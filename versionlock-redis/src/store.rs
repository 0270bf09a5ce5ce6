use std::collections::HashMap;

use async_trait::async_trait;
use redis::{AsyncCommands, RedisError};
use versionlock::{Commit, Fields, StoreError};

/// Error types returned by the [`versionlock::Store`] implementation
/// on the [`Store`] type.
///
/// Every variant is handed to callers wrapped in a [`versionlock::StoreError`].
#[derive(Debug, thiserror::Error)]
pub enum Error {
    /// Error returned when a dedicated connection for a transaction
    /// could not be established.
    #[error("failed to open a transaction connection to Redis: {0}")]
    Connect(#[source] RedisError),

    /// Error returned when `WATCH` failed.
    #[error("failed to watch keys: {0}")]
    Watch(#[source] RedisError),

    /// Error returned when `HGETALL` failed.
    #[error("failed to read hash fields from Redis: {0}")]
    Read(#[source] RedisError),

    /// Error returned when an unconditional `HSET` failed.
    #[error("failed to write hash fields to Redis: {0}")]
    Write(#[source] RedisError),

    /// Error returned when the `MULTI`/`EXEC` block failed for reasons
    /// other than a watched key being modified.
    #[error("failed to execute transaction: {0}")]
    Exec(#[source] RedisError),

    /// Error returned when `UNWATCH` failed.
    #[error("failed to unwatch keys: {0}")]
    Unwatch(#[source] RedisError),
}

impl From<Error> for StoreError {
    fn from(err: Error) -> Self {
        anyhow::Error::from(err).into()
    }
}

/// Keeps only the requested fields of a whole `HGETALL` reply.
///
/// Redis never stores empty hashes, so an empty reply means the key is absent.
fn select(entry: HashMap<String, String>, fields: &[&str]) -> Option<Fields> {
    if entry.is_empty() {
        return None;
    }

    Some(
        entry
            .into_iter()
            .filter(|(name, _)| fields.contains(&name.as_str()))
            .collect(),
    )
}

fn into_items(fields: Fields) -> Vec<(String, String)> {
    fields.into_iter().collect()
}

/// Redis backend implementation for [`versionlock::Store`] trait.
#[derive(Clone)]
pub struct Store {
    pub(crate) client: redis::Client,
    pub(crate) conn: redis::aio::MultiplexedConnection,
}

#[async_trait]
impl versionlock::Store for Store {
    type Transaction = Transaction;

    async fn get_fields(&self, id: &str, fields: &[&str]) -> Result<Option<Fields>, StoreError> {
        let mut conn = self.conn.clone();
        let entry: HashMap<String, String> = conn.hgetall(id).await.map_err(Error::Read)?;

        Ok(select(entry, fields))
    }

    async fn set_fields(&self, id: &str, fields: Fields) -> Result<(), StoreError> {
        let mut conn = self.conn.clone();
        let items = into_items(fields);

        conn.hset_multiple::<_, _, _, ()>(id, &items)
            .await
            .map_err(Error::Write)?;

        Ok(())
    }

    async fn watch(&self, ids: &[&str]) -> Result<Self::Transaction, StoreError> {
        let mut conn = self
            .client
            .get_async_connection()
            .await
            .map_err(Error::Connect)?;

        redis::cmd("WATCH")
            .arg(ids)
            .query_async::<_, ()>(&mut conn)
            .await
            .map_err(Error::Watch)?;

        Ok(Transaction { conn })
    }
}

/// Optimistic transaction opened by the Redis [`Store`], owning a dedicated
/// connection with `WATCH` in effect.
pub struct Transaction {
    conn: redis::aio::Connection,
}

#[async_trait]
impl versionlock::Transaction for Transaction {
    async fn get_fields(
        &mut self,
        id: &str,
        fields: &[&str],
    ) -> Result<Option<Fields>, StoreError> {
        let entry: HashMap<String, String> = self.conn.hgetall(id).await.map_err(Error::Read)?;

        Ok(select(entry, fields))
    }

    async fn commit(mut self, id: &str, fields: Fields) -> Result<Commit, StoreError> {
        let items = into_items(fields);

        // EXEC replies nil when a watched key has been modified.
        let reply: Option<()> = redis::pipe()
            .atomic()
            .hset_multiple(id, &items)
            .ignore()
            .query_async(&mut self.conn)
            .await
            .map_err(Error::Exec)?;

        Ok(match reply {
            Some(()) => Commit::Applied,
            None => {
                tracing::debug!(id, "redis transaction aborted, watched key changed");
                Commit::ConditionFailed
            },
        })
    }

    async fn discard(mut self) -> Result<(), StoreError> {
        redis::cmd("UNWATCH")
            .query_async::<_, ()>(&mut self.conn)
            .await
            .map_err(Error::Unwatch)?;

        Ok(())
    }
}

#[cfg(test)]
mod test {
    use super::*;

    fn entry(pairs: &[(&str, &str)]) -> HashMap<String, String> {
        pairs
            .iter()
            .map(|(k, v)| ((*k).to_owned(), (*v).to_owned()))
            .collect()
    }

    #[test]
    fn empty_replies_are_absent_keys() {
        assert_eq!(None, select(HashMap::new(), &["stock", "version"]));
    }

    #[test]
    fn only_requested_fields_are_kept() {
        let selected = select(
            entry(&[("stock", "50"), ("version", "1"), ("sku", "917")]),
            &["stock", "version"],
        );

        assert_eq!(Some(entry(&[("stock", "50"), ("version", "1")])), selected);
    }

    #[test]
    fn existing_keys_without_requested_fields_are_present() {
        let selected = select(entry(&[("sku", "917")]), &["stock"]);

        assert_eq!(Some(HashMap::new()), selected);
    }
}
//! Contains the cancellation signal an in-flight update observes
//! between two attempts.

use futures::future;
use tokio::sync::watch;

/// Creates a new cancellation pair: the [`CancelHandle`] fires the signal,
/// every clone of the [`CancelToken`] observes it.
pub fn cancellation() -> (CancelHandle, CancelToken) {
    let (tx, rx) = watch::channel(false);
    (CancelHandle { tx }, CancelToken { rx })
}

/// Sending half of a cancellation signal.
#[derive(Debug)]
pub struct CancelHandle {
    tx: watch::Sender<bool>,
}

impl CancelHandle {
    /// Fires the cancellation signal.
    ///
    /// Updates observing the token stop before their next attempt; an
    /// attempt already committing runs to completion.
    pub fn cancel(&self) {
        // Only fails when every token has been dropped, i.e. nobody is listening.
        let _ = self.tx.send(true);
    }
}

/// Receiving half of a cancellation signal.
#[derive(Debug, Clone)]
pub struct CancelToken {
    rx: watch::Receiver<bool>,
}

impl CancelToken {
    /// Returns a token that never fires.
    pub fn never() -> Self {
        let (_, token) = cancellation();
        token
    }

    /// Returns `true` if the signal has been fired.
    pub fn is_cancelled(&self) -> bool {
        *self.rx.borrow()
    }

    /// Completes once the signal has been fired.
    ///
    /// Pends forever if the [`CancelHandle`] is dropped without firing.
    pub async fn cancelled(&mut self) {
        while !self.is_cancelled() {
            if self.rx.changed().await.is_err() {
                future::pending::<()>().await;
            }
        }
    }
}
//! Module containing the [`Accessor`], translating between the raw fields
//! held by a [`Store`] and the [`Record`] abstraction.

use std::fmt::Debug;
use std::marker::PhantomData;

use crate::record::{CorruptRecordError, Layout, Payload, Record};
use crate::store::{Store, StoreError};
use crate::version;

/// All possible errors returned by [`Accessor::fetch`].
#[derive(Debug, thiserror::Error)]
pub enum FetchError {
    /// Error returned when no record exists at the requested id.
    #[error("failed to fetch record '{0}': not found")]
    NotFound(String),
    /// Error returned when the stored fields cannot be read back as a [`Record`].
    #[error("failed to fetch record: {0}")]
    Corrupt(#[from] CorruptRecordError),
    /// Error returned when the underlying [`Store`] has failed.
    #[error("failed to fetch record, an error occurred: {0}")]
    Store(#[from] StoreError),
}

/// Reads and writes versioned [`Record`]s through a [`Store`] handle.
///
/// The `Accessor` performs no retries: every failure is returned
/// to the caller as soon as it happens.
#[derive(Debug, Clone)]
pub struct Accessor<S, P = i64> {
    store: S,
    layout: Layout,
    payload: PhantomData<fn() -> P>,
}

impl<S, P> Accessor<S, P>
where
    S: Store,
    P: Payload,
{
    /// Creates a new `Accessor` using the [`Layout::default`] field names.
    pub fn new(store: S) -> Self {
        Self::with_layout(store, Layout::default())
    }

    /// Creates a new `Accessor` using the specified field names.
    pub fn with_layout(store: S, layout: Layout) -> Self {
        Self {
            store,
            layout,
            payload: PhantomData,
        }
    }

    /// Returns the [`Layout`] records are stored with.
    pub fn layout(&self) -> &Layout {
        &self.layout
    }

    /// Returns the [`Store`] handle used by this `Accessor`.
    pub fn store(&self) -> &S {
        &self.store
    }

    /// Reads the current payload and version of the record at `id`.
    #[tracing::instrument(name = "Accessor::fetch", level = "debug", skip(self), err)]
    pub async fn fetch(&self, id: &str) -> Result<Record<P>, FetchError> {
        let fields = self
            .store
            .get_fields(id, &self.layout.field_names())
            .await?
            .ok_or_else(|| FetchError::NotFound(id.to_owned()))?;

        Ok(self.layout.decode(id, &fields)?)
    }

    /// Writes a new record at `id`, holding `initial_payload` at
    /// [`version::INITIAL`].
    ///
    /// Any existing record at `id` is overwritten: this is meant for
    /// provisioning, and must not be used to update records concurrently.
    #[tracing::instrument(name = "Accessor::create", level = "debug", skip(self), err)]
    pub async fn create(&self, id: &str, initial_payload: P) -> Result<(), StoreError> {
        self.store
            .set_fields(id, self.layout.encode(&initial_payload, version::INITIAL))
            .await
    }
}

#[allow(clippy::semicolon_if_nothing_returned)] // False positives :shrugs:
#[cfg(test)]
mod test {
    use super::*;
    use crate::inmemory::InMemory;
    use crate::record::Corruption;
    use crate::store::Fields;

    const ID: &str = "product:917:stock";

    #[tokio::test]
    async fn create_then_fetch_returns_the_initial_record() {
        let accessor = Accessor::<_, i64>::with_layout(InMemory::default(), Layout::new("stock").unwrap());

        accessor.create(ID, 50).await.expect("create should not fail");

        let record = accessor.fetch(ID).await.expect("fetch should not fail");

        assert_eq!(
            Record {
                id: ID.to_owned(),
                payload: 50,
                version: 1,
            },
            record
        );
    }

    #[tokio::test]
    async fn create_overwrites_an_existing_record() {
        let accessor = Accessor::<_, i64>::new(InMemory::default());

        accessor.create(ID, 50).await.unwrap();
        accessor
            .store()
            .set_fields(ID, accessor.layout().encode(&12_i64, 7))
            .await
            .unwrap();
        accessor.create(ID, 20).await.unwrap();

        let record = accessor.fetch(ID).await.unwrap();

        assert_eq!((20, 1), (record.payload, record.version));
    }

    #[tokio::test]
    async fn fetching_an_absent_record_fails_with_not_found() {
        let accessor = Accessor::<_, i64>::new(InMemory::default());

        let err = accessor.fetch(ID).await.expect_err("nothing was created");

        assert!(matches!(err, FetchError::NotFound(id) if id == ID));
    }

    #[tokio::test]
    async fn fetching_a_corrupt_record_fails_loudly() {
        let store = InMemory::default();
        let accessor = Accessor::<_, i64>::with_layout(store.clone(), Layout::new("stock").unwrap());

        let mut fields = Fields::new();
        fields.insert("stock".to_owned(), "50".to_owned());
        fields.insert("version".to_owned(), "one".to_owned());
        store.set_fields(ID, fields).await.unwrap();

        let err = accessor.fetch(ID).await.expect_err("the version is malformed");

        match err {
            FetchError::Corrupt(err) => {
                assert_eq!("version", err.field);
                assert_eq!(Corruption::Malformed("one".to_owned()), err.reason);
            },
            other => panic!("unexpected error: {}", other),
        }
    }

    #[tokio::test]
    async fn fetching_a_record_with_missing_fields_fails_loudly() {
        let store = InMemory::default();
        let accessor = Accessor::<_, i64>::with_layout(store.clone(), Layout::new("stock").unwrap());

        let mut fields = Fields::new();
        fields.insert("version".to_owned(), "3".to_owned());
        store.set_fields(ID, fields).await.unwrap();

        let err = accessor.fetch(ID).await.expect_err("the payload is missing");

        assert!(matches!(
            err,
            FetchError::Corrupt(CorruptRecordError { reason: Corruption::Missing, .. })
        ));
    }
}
========================
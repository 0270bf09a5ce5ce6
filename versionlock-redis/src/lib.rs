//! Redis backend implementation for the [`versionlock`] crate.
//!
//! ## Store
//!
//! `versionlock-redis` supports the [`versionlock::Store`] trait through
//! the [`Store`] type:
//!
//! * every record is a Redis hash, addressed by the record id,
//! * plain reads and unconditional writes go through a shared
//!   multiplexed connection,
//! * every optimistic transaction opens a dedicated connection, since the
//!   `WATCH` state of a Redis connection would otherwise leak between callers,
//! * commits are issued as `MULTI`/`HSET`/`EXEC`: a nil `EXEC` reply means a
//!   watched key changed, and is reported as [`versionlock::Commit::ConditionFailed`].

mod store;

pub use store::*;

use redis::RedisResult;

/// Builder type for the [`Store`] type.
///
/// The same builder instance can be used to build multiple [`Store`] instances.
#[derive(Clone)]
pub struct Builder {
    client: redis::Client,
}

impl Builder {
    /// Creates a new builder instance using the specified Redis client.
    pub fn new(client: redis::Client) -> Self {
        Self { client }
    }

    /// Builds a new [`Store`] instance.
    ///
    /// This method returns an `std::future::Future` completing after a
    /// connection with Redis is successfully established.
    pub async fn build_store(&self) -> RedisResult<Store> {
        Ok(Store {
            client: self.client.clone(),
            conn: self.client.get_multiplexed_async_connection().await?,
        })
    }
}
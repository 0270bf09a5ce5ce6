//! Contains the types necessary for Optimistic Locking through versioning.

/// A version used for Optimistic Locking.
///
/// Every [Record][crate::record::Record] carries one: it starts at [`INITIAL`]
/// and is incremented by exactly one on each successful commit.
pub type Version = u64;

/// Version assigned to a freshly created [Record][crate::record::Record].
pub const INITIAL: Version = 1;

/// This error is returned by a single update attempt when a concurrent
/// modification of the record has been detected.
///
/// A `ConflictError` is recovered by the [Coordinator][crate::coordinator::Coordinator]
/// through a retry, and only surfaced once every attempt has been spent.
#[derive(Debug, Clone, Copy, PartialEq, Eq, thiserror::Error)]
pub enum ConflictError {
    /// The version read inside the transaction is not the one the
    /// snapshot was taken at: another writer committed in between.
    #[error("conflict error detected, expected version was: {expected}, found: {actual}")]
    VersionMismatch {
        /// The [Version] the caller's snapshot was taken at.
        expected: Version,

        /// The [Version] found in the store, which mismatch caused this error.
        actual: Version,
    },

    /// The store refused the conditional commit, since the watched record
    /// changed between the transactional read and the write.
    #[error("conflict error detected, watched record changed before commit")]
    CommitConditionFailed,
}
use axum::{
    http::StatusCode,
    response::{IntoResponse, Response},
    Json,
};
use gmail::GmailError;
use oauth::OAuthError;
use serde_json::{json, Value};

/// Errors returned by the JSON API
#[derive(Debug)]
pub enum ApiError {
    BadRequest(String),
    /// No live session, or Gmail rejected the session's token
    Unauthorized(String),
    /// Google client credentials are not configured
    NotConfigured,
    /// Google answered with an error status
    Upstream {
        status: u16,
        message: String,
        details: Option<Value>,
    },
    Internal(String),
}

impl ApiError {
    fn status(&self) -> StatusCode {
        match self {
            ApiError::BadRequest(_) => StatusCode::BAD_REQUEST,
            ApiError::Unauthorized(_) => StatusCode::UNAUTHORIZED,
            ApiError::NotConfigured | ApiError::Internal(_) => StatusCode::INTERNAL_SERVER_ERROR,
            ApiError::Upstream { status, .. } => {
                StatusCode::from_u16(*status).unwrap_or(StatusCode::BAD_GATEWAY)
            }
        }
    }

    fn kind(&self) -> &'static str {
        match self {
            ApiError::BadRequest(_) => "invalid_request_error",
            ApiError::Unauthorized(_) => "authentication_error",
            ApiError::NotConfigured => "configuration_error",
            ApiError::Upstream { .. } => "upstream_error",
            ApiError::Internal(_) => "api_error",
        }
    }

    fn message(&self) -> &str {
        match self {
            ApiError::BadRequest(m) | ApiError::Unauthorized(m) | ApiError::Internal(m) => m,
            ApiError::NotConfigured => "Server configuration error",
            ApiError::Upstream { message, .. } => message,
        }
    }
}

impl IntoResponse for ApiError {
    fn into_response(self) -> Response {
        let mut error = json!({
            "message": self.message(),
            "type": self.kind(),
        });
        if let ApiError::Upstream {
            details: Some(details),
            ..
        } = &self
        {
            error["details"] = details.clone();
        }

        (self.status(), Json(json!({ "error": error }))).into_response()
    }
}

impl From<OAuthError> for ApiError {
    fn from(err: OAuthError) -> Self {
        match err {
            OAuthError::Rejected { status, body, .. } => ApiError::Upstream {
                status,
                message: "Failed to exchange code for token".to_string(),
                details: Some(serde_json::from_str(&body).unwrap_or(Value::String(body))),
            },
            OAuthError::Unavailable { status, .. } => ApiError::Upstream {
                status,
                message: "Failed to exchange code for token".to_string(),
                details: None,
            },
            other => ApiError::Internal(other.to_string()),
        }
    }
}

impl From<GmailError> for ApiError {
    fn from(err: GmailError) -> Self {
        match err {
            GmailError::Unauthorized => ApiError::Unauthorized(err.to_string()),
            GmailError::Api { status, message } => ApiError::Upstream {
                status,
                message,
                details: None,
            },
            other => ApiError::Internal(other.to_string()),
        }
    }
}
========================
*Work task:* Please, from the material above, copy only the lines from the line with "Error types returned" up to and including the line with "key being modified.", exactly as written.

*Response to this exercise:*
/// Error types returned by the [`versionlock::Store`] implementation
/// on the [`Store`] type.
///
/// Every variant is handed to callers wrapped in a [`versionlock::StoreError`].
#[derive(Debug, thiserror::Error)]
pub enum Error {
    /// Error returned when a dedicated connection for a transaction
    /// could not be established.
    #[error("failed to open a transaction connection to Redis: {0}")]
    Connect(#[source] RedisError),

    /// Error returned when `WATCH` failed.
    #[error("failed to watch keys: {0}")]
    Watch(#[source] RedisError),

    /// Error returned when `HGETALL` failed.
    #[error("failed to read hash fields from Redis: {0}")]
    Read(#[source] RedisError),

    /// Error returned when an unconditional `HSET` failed.
    #[error("failed to write hash fields to Redis: {0}")]
    Write(#[source] RedisError),

    /// Error returned when the `MULTI`/`EXEC` block failed for reasons
    /// other than a watched key being modified.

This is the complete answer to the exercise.